WHAT YOU SHOULD DO. Return all lines from the listing below that include the word "main".

SUPPLIED MATERIAL.
=====

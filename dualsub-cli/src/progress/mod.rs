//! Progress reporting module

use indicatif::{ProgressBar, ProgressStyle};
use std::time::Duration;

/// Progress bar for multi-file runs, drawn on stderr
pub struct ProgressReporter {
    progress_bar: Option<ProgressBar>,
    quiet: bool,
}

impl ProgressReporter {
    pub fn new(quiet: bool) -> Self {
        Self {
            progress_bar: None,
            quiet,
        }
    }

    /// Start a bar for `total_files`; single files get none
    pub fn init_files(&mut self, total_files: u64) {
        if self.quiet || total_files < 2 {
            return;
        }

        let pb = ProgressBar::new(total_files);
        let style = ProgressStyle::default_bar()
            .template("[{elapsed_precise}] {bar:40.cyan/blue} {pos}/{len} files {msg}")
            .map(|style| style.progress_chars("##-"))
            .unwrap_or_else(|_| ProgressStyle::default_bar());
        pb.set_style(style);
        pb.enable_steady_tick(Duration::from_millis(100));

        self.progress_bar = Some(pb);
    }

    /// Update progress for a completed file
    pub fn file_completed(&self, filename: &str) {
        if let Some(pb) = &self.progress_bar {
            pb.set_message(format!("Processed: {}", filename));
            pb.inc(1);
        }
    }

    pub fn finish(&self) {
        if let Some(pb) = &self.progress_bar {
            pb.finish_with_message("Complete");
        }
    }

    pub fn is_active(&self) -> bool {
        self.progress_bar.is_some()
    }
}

=====

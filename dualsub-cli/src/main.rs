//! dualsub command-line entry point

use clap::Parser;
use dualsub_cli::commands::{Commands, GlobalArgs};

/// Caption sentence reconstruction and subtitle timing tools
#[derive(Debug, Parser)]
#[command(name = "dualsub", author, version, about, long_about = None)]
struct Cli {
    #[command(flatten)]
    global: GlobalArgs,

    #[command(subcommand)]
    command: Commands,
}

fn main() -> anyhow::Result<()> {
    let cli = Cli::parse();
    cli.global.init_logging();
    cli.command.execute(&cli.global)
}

=====

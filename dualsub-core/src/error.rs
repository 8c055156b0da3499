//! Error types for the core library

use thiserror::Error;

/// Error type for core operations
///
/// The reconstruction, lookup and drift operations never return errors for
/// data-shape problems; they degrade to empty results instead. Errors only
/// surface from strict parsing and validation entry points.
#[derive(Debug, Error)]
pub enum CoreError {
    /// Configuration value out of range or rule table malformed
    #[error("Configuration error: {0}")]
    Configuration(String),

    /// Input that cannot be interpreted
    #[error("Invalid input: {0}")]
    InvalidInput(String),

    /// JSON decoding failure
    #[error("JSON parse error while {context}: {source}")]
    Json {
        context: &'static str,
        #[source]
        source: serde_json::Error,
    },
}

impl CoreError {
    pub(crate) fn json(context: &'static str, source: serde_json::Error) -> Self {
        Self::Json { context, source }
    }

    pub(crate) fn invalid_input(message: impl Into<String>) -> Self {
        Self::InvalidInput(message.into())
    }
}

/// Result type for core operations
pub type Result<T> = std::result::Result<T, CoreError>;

=====

EXERCISE RESULT.
filename dualsub-cli/src/main.rs
fn main() -> anyhow::Result<()> {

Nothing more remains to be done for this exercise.